Javier Nieto Iglesias, Luis M. Ruilope Urioste, Soledad García de Vinuesa, Dolores Jarillo Ibáñez, José Mora-Maciá, José C. Rodríguez-Pérez, Ramón Romero, Pedro Aljama, Florencio García-Martín, Alfonso Pérez-García, Raúl Fernández and Jesús Garrido,
on behalf of the PROCOPA Study Group. Spain.
Introduction: Tight blood pressure (BP) control and proteinuria reduction are the main therapeutic objectives in patients with primary renal disease. New Guidelines have established a lower threshold and goal BP in patients with proteinuria. However, a strict BP control could also be accompanied by a greater fall in proteinuria, depending on the type of the therapy chosen.

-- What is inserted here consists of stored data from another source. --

//! Server-side transit pipeline (C5).
//!
//! Mirror image of `cmdproxy-client`: decodes an envelope, materialises
//! every parameter to a local temp path or literal value, spawns the
//! subprocess via [`cmdproxy_exec`], uploads produced outputs, and always
//! returns a serialised [`RunResponse`] — decoding, materialisation, or
//! execution failures are caught at the boundary rather than propagated.

#![deny(unsafe_code)]
#![warn(missing_docs)]

use cmdproxy_blobstore::BlobStore;
use cmdproxy_error::CmdproxyError;
use cmdproxy_param::Parameter;
use cmdproxy_protocol::{EnvelopeCodec, RunRequest, RunResponse};
use std::collections::{BTreeMap, HashMap};
use std::future::Future;
use std::path::{Path, PathBuf};
use std::pin::Pin;
use tracing::error;

pub use cmdproxy_param::WireParameter;

/// Server-side mapping from logical command name to executable path.
/// Its keys also name the worker queues the daemon registers (spec §6).
#[derive(Debug, Clone, Default)]
pub struct CommandPalette(HashMap<String, String>);

impl CommandPalette {
    /// Build a palette from a logical-name → executable-path map.
    pub fn new(entries: HashMap<String, String>) -> Self {
        Self(entries)
    }

    /// Resolve a logical command name, failing with `UnknownCommand`.
    pub fn resolve(&self, name: &str) -> Result<String, CmdproxyError> {
        self.0.get(name).cloned().ok_or_else(|| CmdproxyError::unknown_command(name))
    }

    /// Logical command names, i.e. the worker's per-command queue set.
    pub fn queue_names(&self) -> impl Iterator<Item = &str> {
        self.0.keys().map(String::as_str)
    }
}

/// Handle one broker task: decode `request_json`, run it to completion, and
/// return a serialised [`RunResponse`]. Never panics or propagates an error
/// — every failure becomes `{ return_code: -1, error: "<diagnostic>" }`.
pub async fn handle(request_json: &str, store: &dyn BlobStore, palette: &CommandPalette) -> String {
    let response = match EnvelopeCodec::decode_request(request_json) {
        Ok(req) => match run_request(req, store, palette).await {
            Ok(resp) => resp,
            Err(e) => {
                error!(code = %e.code, message = %e.message, "run request failed");
                RunResponse::failure(e.to_diagnostic())
            }
        },
        Err(e) => {
            error!(code = %e.code, message = %e.message, "envelope decode failed");
            RunResponse::failure(e.to_diagnostic())
        }
    };

    EnvelopeCodec::encode_response(&response).unwrap_or_else(|_| {
        r#"{"return_code":-1,"error":"ENVELOPE_DECODE: failed to encode failure response"}"#
            .to_string()
    })
}

async fn run_request(
    req: RunRequest,
    store: &dyn BlobStore,
    palette: &CommandPalette,
) -> Result<RunResponse, CmdproxyError> {
    let command_path = resolve_command(&req.command, palette)?;
    let prefix = format!("cmdproxy-{}-", hostname_hint(&req));
    let workspace = tempfile::Builder::new()
        .prefix(&prefix)
        .tempdir()
        .map_err(|e| {
            CmdproxyError::execution_failure(format!("creating temp workspace: {e}")).with_source(e)
        })?;

    let mut outputs: Vec<(PathBuf, String)> = Vec::new();

    let mut argv = Vec::with_capacity(req.args.len());
    for arg in &req.args {
        argv.push(materialize(arg, store, workspace.path(), &mut outputs).await?);
    }

    let env = match &req.env {
        None => None,
        Some(map) => {
            let mut out = BTreeMap::new();
            for (k, v) in map {
                out.insert(k.clone(), materialize(v, store, workspace.path(), &mut outputs).await?);
            }
            Some(out)
        }
    };

    let stdout_path = match &req.stdout {
        None => None,
        Some(p) => Some(PathBuf::from(materialize(p, store, workspace.path(), &mut outputs).await?)),
    };
    let stderr_path = match &req.stderr {
        None => None,
        Some(p) => Some(PathBuf::from(materialize(p, store, workspace.path(), &mut outputs).await?)),
    };

    let mut spec = cmdproxy_exec::ExecSpec::new(command_path, argv);
    spec.env = env;
    spec.cwd = req.cwd.clone();
    spec.stdout_path = stdout_path;
    spec.stderr_path = stderr_path;

    let exit_code = cmdproxy_exec::execute(&spec).await?;

    for (path, name) in &outputs {
        if tokio::fs::try_exists(path).await.unwrap_or(false) {
            let bytes = tokio::fs::read(path).await.map_err(|e| {
                CmdproxyError::execution_failure(format!("reading produced output: {e}")).with_source(e)
            })?;
            store.put(name, bytes).await?;
        }
    }

    Ok(RunResponse::success(exit_code))
}

fn resolve_command(command: &WireParameter, palette: &CommandPalette) -> Result<String, CmdproxyError> {
    match command {
        WireParameter::CmdName { name } => palette.resolve(name),
        WireParameter::CmdPath { path } => {
            if Path::new(path).exists() || cmdproxy_exec::which::command_exists(path) {
                Ok(path.clone())
            } else {
                Err(CmdproxyError::command_not_found(path.clone()))
            }
        }
        other => Err(CmdproxyError::envelope_decode(format!(
            "command must be CmdName or CmdPath, got {other:?}"
        ))),
    }
}

type BoxedMaterialize<'a> = Pin<Box<dyn Future<Output = Result<String, CmdproxyError>> + Send + 'a>>;

/// Resolve one [`WireParameter`] to the string an argv slot, env value, or
/// template substitution needs (spec §4.5's "materialised form" column).
/// File-kind variants materialise to a freshly-created local temp path:
/// inputs are downloaded eagerly, outputs reserve the path for upload after
/// execution.
fn materialize<'a>(
    w: &'a WireParameter,
    store: &'a dyn BlobStore,
    workspace: &'a Path,
    outputs: &'a mut Vec<(PathBuf, String)>,
) -> BoxedMaterialize<'a> {
    Box::pin(async move {
        match w {
            WireParameter::Str { value } => Ok(value.clone()),
            WireParameter::Env { name } | WireParameter::RemoteEnv { name } => {
                std::env::var(name).map_err(|_| CmdproxyError::missing_env_var(name.clone()))
            }
            WireParameter::CmdName { .. } | WireParameter::CmdPath { .. } => Err(
                CmdproxyError::envelope_decode("command parameter not valid outside the envelope's command field"),
            ),
            WireParameter::Format { tmpl, args } => {
                let mut rendered = tmpl.clone();
                for (key, child) in args {
                    let value = materialize(child, store, workspace, outputs).await?;
                    rendered = rendered.replace(&format!("{{{key}}}"), &value);
                }
                Ok(rendered)
            }
            WireParameter::InCloudFile { .. } => {
                let param = Parameter::from(w.clone());
                let bytes = param.download(store).await?;
                let temp_path = workspace.join(temp_file_name(w));
                tokio::fs::write(&temp_path, &bytes).await.map_err(|e| {
                    CmdproxyError::execution_failure(format!("writing input temp file: {e}")).with_source(e)
                })?;
                Ok(temp_path.to_string_lossy().into_owned())
            }
            WireParameter::OutCloudFile { path, hostname } => {
                let name = Parameter::OutCloudFile { path: path.clone(), hostname: hostname.clone() }
                    .canonical_blob_name()
                    .expect("OutCloudFile always has a canonical name");
                let temp_path = workspace.join(temp_file_name(w));
                outputs.push((temp_path.clone(), name));
                Ok(temp_path.to_string_lossy().into_owned())
            }
        }
    })
}

fn temp_file_name(w: &WireParameter) -> String {
    let raw = match w {
        WireParameter::InCloudFile { path, hostname } | WireParameter::OutCloudFile { path, hostname } => {
            format!("{hostname}_{path}")
        }
        _ => "param".to_string(),
    };
    raw.chars()
        .map(|c| {
            if c.is_ascii_alphanumeric() || c == '-' || c == '_' || c == '.' {
                c.to_string()
            } else {
                format!("_{:02x}", c as u32)
            }
        })
        .collect()
}

fn hostname_hint(req: &RunRequest) -> String {
    fn extract(w: &WireParameter) -> Option<&str> {
        match w {
            WireParameter::InCloudFile { hostname, .. } | WireParameter::OutCloudFile { hostname, .. } => {
                Some(hostname)
            }
            _ => None,
        }
    }
    req.args
        .iter()
        .find_map(extract)
        .or_else(|| req.stdout.as_ref().and_then(extract))
        .or_else(|| req.stderr.as_ref().and_then(extract))
        .unwrap_or("worker")
        .to_string()
}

Objective: To compare the rate of proteinuria decrease when BP is reduced as much as safely possible with different medications (atenolol, verapamil, trandolapril and the combination verapamil plus trandolapril) in patients with primary renal disease. Secondarily, to evaluate renal function and other specific biochemical parameters.
Patients and Methods: After a 4-week run-in placebo period, patients with primary renal disease, proteinuria (1g/day and creatinine clearance >50 ml/min were double-blind, randomised to: atenolol 50 mg/d, verapamil 240 mg/d, trandolapril 2 mg/d or verapamil plus trandolapril 240/2 mg/d. Doses were forcedly doubled in all patients after 4 weeks of treatment. Furosemide was added at week 8 if needed. Patients were followed at 4, 8, 16 and 24 weeks of treatment.
Results: 119 patients comprised the intention-to-treat sample and 101 patients completed the study. A significant BP reduction was obtained in the four treatment groups [SBP/DBP (mmHg): 12.2/9.9 atenolol; 8.2/7.9 verapamil; 12.9/9.3 trandolapril and 13.6/11.3 verapamil plus trandolapril] without differences among them. Despite the good BP response, a significant rate of reduction in proteinuria was only shown in the groups treated with trandolapril alone 40.2% (CI95%: 24.3-56.2%) or associated to verapamil 48% (CI95%: 31.7-64.3%). Only in this latter group, the fall in proteinuria was accompanied by a significant increase in serum albumin (0.25 g/dL, p=0.002) and calcium (0.22 mg/dL, p=0.004).
Conclusions: In patients with primary renal disease and significant proteinuria, an adequate BP control can be achieved provided there is an adequate treatment titration. However, proteinuria fell significantly only in patients receiving the ACE inhibitor, alone or in combination. In patients treated with the trandolapril-verapamil combination, the simultaneous increase in serum albumin and calcium could represent an important additional benefit.